Анька потрогала свой нос, припухший, но все еще очаровательно вздернутый, и стала размышлять как бы ей поступить с Женькой, которую она в свое время приручила, а потому ответственна за нее. Конечно, можно ее столкнуть в ванную, но она обязательно стукнется башкой, в которой и так мало чего осталось, и Анька взяла с полки какой-то флакон и недвусмысленно забрызгала его абстрактным содержимым Женьку в местах ее доступной женственности. Женька поморщилась, виновато посмотрела на Аньку и полезла в свою невероятных размеров белоснежную джакузи. Анька содрала с Женьки модную тряпку, включила самую радикальную программу и вышла вон, размышляя о роли ванны в жизни современной женщины. И по всему выходило, что женщина и ванна – это как гений и злодейство – несовместны, но с другой стороны, оставить женщину наедине с душем – тоже злопастно. Помнится, Аньке накануне ее первой менструации приснилась ванна, потом Женька растолковала, опираясь на свой любимый психоанализ, что ванна – это матка, а вот душ – это отнюдь не фаллос, как думают некоторые психоаналитики, а скорее всего плацента, и все в совокупности это означает нереализованный материнский инстинкт. Анька сморщилась и сказала воодушевленной Женьке, что, во-первых, ее любимый Фрейд – идиот, во-вторых, ванна не может быть архетипом по причине своей исторической юности, а значит сексуальный контекст исключается, в-третьих, детей приносят аисты! Женька пожимала плечами и говорила, что это аргументы типичного мужчины, который как известно имеет зависть к матке и комплексует по поводу своего пениса. Анька сказала, что типичный мужчина, по крайней мере, более достоин жалости, чем типичный психоаналитик вне зависимости от того, что он прячет в своих трусах. Женька, естественно жутко обиделась, выставила Аньку вон, потом Анька стала девушкой, а сегодня поняла, что ошибалась. И Анька зашла на кухню, подтерла Женькину мочу и уселась на свое законное место, обязавши себя подумать о чем-нибудь хорошем. Однако хорошее быстро закончилось, потому что Анька почувствовала поднимающуюся тошноту. Она побежала в дальний конец Женькиной квартиры, где прятался второй санузел, и, склонившись над белоснежным унитазом, долго и жутко блевала…
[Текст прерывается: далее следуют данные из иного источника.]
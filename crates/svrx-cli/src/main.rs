use std::io;
use std::path::{Path, PathBuf};
use std::process::ExitCode;

use clap::{CommandFactory, Parser};
use clap_complete::generate;
use colored::Colorize;
use tracing_subscriber::EnvFilter;

use svrx_util::version;
use svrx_util::{
    open_registry, Config, CoreManager, PackageStore, PluginHandle, PluginManager, PluginRequest,
    Registry, Result, SvrxError, DEFAULT_TAG,
};

mod args;
use args::{Cli, Commands, ConfigAction, PluginAction, Shell};

fn main() -> ExitCode {
    let cli = Cli::parse();
    init_logging(cli.verbose, cli.quiet);

    match run(cli) {
        Ok(()) => ExitCode::SUCCESS,
        Err(e) => {
            eprintln!("{} {}", "[ERROR]".red().bold(), e);
            ExitCode::from(e.exit_code() as u8)
        }
    }
}

/// Logs go to stderr; `RUST_LOG` wins over -v/-q
fn init_logging(verbose: bool, quiet: bool) {
    let default = if verbose {
        "debug"
    } else if quiet {
        "error"
    } else {
        "warn"
    };
    let filter = EnvFilter::try_from_default_env().unwrap_or_else(|_| EnvFilter::new(default));

    tracing_subscriber::fmt()
        .with_env_filter(filter)
        .with_writer(io::stderr)
        .with_target(false)
        .init();
}

fn run(cli: Cli) -> Result<()> {
    let svrx_dir = resolve_svrx_dir(cli.svrx_dir)?;
    tracing::debug!(svrx_dir = %svrx_dir.display(), "using svrx directory");

    let Some(command) = cli.command else {
        Cli::command().print_help().ok();
        return Ok(());
    };

    match command {
        Commands::Ls => {
            let registry = open_configured_registry(&svrx_dir, cli.registry)?;
            handle_ls(&svrx_dir, registry.as_ref())
        }
        Commands::LsRemote => {
            let registry = open_configured_registry(&svrx_dir, cli.registry)?;
            handle_ls_remote(&svrx_dir, registry.as_ref())
        }
        Commands::Install { version } => {
            let registry = open_configured_registry(&svrx_dir, cli.registry)?;
            handle_install(&svrx_dir, registry.as_ref(), version)
        }
        Commands::Plugin { action } => {
            let registry = open_configured_registry(&svrx_dir, cli.registry)?;
            handle_plugin(action, &svrx_dir, registry.as_ref())
        }
        Commands::Config { action } => handle_config(action, &svrx_dir),
        Commands::Completions { shell } => {
            handle_completions(shell);
            Ok(())
        }
    }
}

/// Registry from config, with `--registry` taking precedence
fn open_configured_registry(
    svrx_dir: &Path,
    registry_override: Option<String>,
) -> Result<Box<dyn Registry>> {
    let mut config = Config::load(svrx_dir)?;
    if let Some(url) = registry_override {
        config.registry.url = url;
    }
    open_registry(&config)
}

fn resolve_svrx_dir(cli_dir: Option<PathBuf>) -> Result<PathBuf> {
    match cli_dir {
        Some(dir) => Ok(dir),
        None => svrx_util::svrx_dir(),
    }
}

fn handle_completions(shell: Shell) {
    let mut cmd = Cli::command();
    let shell = match shell {
        Shell::Bash => clap_complete::Shell::Bash,
        Shell::Zsh => clap_complete::Shell::Zsh,
        Shell::Fish => clap_complete::Shell::Fish,
        Shell::PowerShell => clap_complete::Shell::PowerShell,
        Shell::Elvish => clap_complete::Shell::Elvish,
    };
    generate(shell, &mut cmd, "svrx", &mut io::stdout());
}

// ========== Core versions ==========

fn handle_ls(svrx_dir: &Path, registry: &dyn Registry) -> Result<()> {
    let manager = CoreManager::new(svrx_dir, registry);
    let versions = manager.local_versions();

    if versions.is_empty() {
        println!("There is no svrx installed.");
        println!();
        println!(
            "You can install the latest version using: {}",
            "svrx install".cyan()
        );
        return Ok(());
    }

    println!("{}", "Svrx Versions Installed:".cyan().bold());
    println!();
    println!("{}", versions.join(", "));
    println!();

    // The update hint is best effort
    match manager.available_update() {
        Ok(Some(latest)) => println!(
            "There is a new version of svrx ({}), run {} to install the latest one.",
            latest.green(),
            "svrx install".cyan()
        ),
        Ok(None) => {}
        Err(e) => tracing::debug!(error = %e, "could not check for updates"),
    }

    Ok(())
}

fn handle_ls_remote(svrx_dir: &Path, registry: &dyn Registry) -> Result<()> {
    let manager = CoreManager::new(svrx_dir, registry);
    let versions = manager.remote_versions()?;
    let tags = manager.remote_tags()?;

    println!("{}", "Available Svrx Versions:".cyan().bold());
    println!();
    println!("{}", versions.join(", "));
    println!();
    println!("{}", "Tags:".cyan().bold());
    println!();
    for (tag, version) in &tags {
        println!("{}: {}", tag.yellow(), version);
    }

    Ok(())
}

fn handle_install(svrx_dir: &Path, registry: &dyn Registry, version: Option<String>) -> Result<()> {
    let manager = CoreManager::new(svrx_dir, registry);
    let requested = version.unwrap_or_else(|| DEFAULT_TAG.to_string());

    let (version, path) = manager.install(&requested)?;
    println!(
        "{} svrx@{} {}",
        "Successfully installed".green(),
        version,
        path.display().to_string().dimmed()
    );

    Ok(())
}

// ========== Plugins ==========

fn handle_plugin(action: PluginAction, svrx_dir: &Path, registry: &dyn Registry) -> Result<()> {
    match action {
        PluginAction::Load {
            name,
            version,
            path,
            core,
            json,
        } => {
            let core = resolve_core(core, svrx_dir, registry)?;
            let mut request = PluginRequest::new(&name, core);
            request.version = version;
            request.path = path;

            let handle = PluginManager::new(request, svrx_dir, registry).load()?;
            print_handle(&handle, json)?;
        }
        PluginAction::Ls { name, core } => {
            let core = match core {
                Some(core) => Some(version::require_version(&core)?),
                None => None,
            };
            let store = PackageStore::plugin(svrx_dir, &name);
            let installed = store.list_installed();

            if installed.is_empty() {
                println!("No installed versions of {}", store.package().yellow());
                return Ok(());
            }

            println!();
            println!("{}", store.package().cyan().bold());
            println!();
            for entry in installed {
                let range = entry.core_range.as_deref().unwrap_or("*");
                let installed_at = store
                    .installed_at(&entry.version)
                    .map(|t| t.format("%Y-%m-%d %H:%M").to_string())
                    .unwrap_or_default();
                let marker = match &core {
                    Some(core) if version::satisfies(core, entry.core_range.as_deref()) => {
                        "✓".green()
                    }
                    Some(_) => "✗".red(),
                    None => " ".normal(),
                };
                println!(
                    "  {} {:<12} svrx {:<20} {}",
                    marker,
                    entry.version,
                    range,
                    installed_at.dimmed()
                );
            }
            println!();
        }
        PluginAction::Bestfit { name, core } => {
            let core = resolve_core(core, svrx_dir, registry)?;
            let manager = PluginManager::new(PluginRequest::new(&name, core), svrx_dir, registry);

            let local = manager.local_best_fit()?;
            let remote = match manager.remote_best_fit() {
                Ok(remote) => remote,
                Err(SvrxError::RegistryNotFound { .. }) => None,
                Err(e) => return Err(e),
            };

            println!(
                "{} {}",
                "local: ".cyan(),
                local.as_deref().unwrap_or("-")
            );
            println!(
                "{} {}",
                "remote:".cyan(),
                remote.as_deref().unwrap_or("-")
            );
        }
    }

    Ok(())
}

/// The requested core version, or the newest installed one
fn resolve_core(core: Option<String>, svrx_dir: &Path, registry: &dyn Registry) -> Result<String> {
    if let Some(core) = core {
        return Ok(core);
    }

    CoreManager::new(svrx_dir, registry)
        .local_versions()
        .pop()
        .ok_or(SvrxError::CoreNotInstalled)
}

fn print_handle(handle: &PluginHandle, json: bool) -> Result<()> {
    if json {
        println!("{}", serde_json::to_string_pretty(handle)?);
        return Ok(());
    }

    println!(
        "{} {}@{}",
        "Loaded".green(),
        handle.name,
        handle.version.as_deref().unwrap_or("(unversioned)")
    );
    println!("  {}", handle.path.display().to_string().dimmed());
    Ok(())
}

// ========== Config ==========

fn handle_config(action: ConfigAction, svrx_dir: &Path) -> Result<()> {
    match action {
        ConfigAction::Get { key } => {
            let config = Config::load(svrx_dir)?;
            match config.get(&key) {
                Some(value) => {
                    println!("{}", value);
                }
                None => {
                    return Err(SvrxError::ConfigKeyNotFound { key });
                }
            }
        }
        ConfigAction::Set { key, value } => {
            let mut config = Config::load_file(svrx_dir)?;
            config.set(&key, &value)?;
            config.save(svrx_dir)?;
            println!("{} {} = {}", "Set:".green(), key, value);
        }
        ConfigAction::List => {
            let config = Config::load(svrx_dir)?;
            println!();
            for (key, value) in config.list() {
                println!("{} = {}", key.cyan(), value);
            }
            println!();
        }
        ConfigAction::Path => {
            let path = Config::path(svrx_dir);
            println!("{}", path.display());
        }
        ConfigAction::Init => {
            let path = Config::init(svrx_dir)?;
            println!("{} {}", "Initialized:".green(), path.display());
        }
    }

    Ok(())
}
Когда Анька, бледная и чужая, появилась на кухне, Женька, свежая и сияющая, готовила завтрак. Анька не нашла в себе сил удивиться, а рухнула на свободный стул и уронила свою бесконечно тяжелую голову рядом с пустой тарелкой. И Аньке хотелось хотя бы миг ощутить вокруг себя тишину, чтобы собраться с мыслями или пожаловаться на свою судьбу кому-нибудь, хотя бы той же Женьке, но та принялась рассуждать о всякой ерунде, которая должна была утешить Аньку, но вместо этого жутко драконила ее. И Анька, пропитываясь Женькиным милосердием, теряла способность приколоться над собой, все больше склоняясь к мысли, что всякий гуманизм противопоказан свободным личностям. А Женька, раскладывая яичницу с беконом по тарелкам, продолжала глумиться, настаивая на том, что скорее всего Анька беременна, что это здорово, но все же надо купить тест, что она сожалеет, но не о том, что Анька залетела, а о том, что это произошло так банально, без фаты и Мендельсона, что сама Женька рада за Аньку, но если надо будет призвать к ответу отца ребенка, то Женька сделает это безо всяких колебаний, хотя практика показывает, что такие браки недолговечны, и если Анька не возражает, то Женька примет непосредственное участие в судьбе этого ребенка.
– Буду его крестной мамой, – закончила она, усаживаясь напротив Аньки.
Анька убийственно улыбнулась. Женька осмелела и погладила Аньку по голове.
– Тебе надо поесть. Яичница – самое лучшее в твоем положении.
Анька брезгливо сбросила Женькину руку и философски заметила:
– Яйца – самое лучшее в положении любой женщины.
Женька скривилась и заткнулась. Она с ненавистью тыкала вилкой в яйца и вспоминала своих любовниц, которые, честно говоря, так или иначе, сверху или снизу напоминали Аньку, и теперь, когда та сидит напротив, все любовницы кажутся ей куклами, а личная жизнь – мастурбацией.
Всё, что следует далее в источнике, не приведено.